DESCRIPTION OF THE TASK: The expected output is the first line of the data below and every line after it, up to and including the line containing "width in px.", each reproduced exactly.

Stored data
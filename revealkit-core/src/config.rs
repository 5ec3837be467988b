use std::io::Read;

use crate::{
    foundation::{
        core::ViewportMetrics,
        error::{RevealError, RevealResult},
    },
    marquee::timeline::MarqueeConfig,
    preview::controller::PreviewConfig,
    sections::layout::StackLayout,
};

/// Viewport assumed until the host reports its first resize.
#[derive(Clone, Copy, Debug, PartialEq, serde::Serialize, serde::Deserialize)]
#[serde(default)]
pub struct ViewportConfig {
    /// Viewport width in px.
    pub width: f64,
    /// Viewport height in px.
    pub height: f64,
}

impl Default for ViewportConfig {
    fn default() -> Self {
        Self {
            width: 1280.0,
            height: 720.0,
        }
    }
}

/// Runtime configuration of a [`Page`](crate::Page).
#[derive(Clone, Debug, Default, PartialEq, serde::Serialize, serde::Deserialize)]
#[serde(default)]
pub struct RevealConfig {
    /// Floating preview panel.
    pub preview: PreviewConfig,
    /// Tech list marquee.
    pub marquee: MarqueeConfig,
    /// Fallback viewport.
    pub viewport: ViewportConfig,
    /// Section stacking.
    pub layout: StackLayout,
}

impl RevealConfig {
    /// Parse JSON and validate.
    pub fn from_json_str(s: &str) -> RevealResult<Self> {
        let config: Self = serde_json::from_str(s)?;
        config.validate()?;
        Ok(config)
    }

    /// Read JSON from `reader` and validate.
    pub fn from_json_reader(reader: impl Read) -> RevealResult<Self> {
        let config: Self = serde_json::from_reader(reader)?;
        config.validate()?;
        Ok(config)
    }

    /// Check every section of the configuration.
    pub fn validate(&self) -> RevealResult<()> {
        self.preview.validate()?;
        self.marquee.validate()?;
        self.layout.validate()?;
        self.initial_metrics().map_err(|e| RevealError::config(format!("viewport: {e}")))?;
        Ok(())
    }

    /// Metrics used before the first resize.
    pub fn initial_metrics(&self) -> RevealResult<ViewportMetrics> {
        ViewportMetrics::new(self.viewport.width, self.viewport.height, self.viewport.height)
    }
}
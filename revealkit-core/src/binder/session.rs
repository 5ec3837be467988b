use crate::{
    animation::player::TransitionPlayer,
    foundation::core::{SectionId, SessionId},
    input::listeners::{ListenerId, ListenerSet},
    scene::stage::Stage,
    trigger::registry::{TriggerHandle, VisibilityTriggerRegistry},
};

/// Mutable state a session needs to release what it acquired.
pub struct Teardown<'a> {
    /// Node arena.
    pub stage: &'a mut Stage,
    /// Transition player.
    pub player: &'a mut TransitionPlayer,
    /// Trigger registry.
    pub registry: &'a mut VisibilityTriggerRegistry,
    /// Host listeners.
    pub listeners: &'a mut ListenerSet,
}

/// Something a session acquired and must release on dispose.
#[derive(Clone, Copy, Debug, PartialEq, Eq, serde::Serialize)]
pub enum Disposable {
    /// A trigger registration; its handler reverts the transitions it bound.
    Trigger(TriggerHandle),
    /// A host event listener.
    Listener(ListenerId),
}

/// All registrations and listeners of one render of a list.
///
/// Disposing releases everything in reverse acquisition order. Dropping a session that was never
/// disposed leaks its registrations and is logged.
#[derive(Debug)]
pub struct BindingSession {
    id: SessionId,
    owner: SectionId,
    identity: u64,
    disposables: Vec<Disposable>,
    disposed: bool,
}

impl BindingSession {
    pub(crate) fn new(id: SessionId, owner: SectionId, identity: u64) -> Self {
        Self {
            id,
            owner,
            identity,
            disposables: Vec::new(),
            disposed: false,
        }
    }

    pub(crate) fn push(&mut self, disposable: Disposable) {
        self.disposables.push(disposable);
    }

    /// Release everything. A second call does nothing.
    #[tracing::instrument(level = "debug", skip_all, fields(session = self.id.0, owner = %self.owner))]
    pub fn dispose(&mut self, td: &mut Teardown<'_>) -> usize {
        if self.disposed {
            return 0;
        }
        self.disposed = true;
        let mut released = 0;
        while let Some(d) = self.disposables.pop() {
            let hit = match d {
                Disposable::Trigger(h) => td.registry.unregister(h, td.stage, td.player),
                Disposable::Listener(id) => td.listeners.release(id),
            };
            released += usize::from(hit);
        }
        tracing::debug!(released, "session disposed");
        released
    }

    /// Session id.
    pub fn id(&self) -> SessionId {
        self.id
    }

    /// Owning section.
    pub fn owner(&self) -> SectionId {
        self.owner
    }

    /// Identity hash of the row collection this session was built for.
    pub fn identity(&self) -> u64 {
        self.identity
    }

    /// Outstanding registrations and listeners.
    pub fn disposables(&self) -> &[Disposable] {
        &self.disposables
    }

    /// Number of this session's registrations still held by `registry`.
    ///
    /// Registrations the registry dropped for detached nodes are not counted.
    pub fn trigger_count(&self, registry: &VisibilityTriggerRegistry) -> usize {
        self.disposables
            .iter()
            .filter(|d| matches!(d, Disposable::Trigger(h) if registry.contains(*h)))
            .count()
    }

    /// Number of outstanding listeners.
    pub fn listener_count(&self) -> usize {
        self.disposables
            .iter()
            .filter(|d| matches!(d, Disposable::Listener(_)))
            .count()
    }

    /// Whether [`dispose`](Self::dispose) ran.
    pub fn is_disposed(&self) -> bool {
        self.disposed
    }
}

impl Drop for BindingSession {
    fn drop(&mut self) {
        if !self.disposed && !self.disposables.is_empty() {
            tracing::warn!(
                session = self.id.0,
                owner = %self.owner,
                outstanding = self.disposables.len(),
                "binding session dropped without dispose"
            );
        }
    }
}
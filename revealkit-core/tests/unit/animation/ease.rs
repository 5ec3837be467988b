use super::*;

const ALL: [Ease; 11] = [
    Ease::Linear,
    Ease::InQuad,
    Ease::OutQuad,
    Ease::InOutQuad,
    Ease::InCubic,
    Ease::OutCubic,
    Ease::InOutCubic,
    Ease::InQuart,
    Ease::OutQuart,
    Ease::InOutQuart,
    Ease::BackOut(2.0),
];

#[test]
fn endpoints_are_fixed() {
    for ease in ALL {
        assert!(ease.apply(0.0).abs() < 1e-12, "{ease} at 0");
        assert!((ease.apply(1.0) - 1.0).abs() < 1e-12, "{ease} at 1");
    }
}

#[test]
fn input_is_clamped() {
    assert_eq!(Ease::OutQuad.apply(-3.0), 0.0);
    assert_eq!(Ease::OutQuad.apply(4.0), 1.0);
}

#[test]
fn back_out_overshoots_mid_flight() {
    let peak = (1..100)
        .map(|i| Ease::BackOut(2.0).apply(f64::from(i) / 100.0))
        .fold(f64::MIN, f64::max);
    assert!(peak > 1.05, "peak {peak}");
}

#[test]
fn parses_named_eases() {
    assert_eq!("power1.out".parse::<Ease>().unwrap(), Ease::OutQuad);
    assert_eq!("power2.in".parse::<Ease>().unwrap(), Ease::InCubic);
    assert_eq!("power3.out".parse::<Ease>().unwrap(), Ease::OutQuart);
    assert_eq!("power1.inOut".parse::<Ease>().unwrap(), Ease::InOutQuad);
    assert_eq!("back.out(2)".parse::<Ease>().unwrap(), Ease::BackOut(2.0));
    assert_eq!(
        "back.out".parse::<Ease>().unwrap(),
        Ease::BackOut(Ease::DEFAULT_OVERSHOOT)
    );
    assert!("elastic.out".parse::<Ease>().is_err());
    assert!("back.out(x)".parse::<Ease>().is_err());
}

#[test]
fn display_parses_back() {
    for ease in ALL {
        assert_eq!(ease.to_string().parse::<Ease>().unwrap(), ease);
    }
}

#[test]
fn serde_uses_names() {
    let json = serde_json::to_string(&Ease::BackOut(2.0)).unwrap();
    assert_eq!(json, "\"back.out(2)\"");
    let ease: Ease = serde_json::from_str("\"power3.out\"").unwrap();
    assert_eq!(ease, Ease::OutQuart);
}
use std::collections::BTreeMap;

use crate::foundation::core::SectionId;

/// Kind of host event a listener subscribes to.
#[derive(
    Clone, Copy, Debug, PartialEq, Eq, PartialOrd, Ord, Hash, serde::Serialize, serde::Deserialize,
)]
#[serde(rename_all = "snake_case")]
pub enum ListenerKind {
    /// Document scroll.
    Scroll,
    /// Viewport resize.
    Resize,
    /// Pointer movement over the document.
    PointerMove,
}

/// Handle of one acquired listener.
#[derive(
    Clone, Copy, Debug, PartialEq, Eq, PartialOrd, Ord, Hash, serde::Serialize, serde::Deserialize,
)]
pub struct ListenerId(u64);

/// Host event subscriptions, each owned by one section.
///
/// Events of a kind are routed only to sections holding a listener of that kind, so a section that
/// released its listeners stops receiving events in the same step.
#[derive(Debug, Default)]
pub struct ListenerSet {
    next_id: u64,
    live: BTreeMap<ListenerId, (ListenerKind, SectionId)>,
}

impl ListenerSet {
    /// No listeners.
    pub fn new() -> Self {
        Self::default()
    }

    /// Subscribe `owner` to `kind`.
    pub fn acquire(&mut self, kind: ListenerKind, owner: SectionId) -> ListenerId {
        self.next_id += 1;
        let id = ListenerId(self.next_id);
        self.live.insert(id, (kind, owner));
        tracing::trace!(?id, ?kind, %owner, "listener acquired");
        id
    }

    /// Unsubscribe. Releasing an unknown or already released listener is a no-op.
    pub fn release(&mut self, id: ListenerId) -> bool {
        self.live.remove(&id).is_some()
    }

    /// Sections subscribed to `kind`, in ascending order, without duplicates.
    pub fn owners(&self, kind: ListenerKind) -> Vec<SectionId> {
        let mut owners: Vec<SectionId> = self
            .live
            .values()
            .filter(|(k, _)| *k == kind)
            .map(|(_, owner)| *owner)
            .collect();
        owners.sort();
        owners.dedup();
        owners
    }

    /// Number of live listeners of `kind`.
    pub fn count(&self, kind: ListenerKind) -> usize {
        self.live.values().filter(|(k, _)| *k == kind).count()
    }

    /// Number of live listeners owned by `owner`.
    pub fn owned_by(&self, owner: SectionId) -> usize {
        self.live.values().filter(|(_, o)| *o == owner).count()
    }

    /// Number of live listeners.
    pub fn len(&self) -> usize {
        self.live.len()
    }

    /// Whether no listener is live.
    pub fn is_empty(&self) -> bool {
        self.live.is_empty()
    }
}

COMPLETED TASK:
filename revealkit-core/src/config.rs
repository 5ec3837be467988b
use std::io::Read;

use crate::{
    foundation::{
        core::ViewportMetrics,
        error::{RevealError, RevealResult},
    },
    marquee::timeline::MarqueeConfig,
    preview::controller::PreviewConfig,
    sections::layout::StackLayout,
};

/// Viewport assumed until the host reports its first resize.
#[derive(Clone, Copy, Debug, PartialEq, serde::Serialize, serde::Deserialize)]
#[serde(default)]
pub struct ViewportConfig {
    /// Viewport width in px.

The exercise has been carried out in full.